■ Description of the task ■
Find the string "middleware" in the entries and copy each line that has it.

(Stored items)
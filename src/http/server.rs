//! HTTP server setup and configuration.
//!
//! # Responsibilities
//! - Create Axum Router with all handlers
//! - Wire up middleware (timeout, request ID, tracing)
//! - Bind server to listener and shut down gracefully

use std::sync::Arc;
use std::time::Duration;

use axum::{body::Body, http::Request, routing::get, Router};
use tokio::net::TcpListener;
use tokio::sync::broadcast;
use tower_http::{
    request_id::{PropagateRequestIdLayer, SetRequestIdLayer},
    timeout::TimeoutLayer,
    trace::TraceLayer,
};

use crate::config::{AppConfig, UiConfig};
use crate::http::request::{MakeRequestUuidV4, RequestIdExt};
use crate::http::{api, pages};
use crate::state::CatalogStore;

/// Application state injected into handlers.
#[derive(Clone)]
pub struct AppState {
    pub store: Arc<CatalogStore>,
    pub ui: UiConfig,
}

/// HTTP server for the character browser.
pub struct HttpServer {
    router: Router,
}

impl HttpServer {
    /// Create a new HTTP server serving `store`.
    pub fn new(config: AppConfig, store: Arc<CatalogStore>) -> Self {
        let state = AppState {
            store,
            ui: config.ui.clone(),
        };

        Self {
            router: Self::build_router(&config, state),
        }
    }

    /// Build the Axum router with all middleware layers.
    #[allow(deprecated)]
    fn build_router(config: &AppConfig, state: AppState) -> Router {
        Router::new()
            .route("/", get(pages::page))
            .route("/character/{id}", get(pages::page))
            .route("/api/characters", get(api::list_characters))
            .route("/api/characters/{id}", get(api::get_character))
            .route("/api/statuses", get(api::list_statuses))
            .route("/health", get(api::health))
            .fallback(pages::page)
            .with_state(state)
            .layer(TimeoutLayer::new(Duration::from_secs(config.timeouts.request_secs)))
            .layer(PropagateRequestIdLayer::x_request_id())
            .layer(
                TraceLayer::new_for_http().make_span_with(|request: &Request<Body>| {
                    tracing::info_span!(
                        "request",
                        method = %request.method(),
                        uri = %request.uri(),
                        request_id = %request.request_id()
                    )
                }),
            )
            .layer(SetRequestIdLayer::x_request_id(MakeRequestUuidV4))
    }

    /// A clone of the fully layered router (for in-process testing).
    pub fn router(&self) -> Router {
        self.router.clone()
    }

    /// Run the server on `listener` until `shutdown` fires.
    pub async fn run(
        self,
        listener: TcpListener,
        mut shutdown: broadcast::Receiver<()>,
    ) -> Result<(), std::io::Error> {
        let addr = listener.local_addr()?;
        tracing::info!(address = %addr, "HTTP server starting");

        axum::serve(listener, self.router)
            .with_graceful_shutdown(async move {
                let _ = shutdown.recv().await;
                tracing::info!("HTTP server draining connections");
            })
            .await?;

        tracing::info!("HTTP server stopped");
        Ok(())
    }
}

■ Answer space ■
//! - Wire up middleware (timeout, request ID, tracing)
    /// Build the Axum router with all middleware layers.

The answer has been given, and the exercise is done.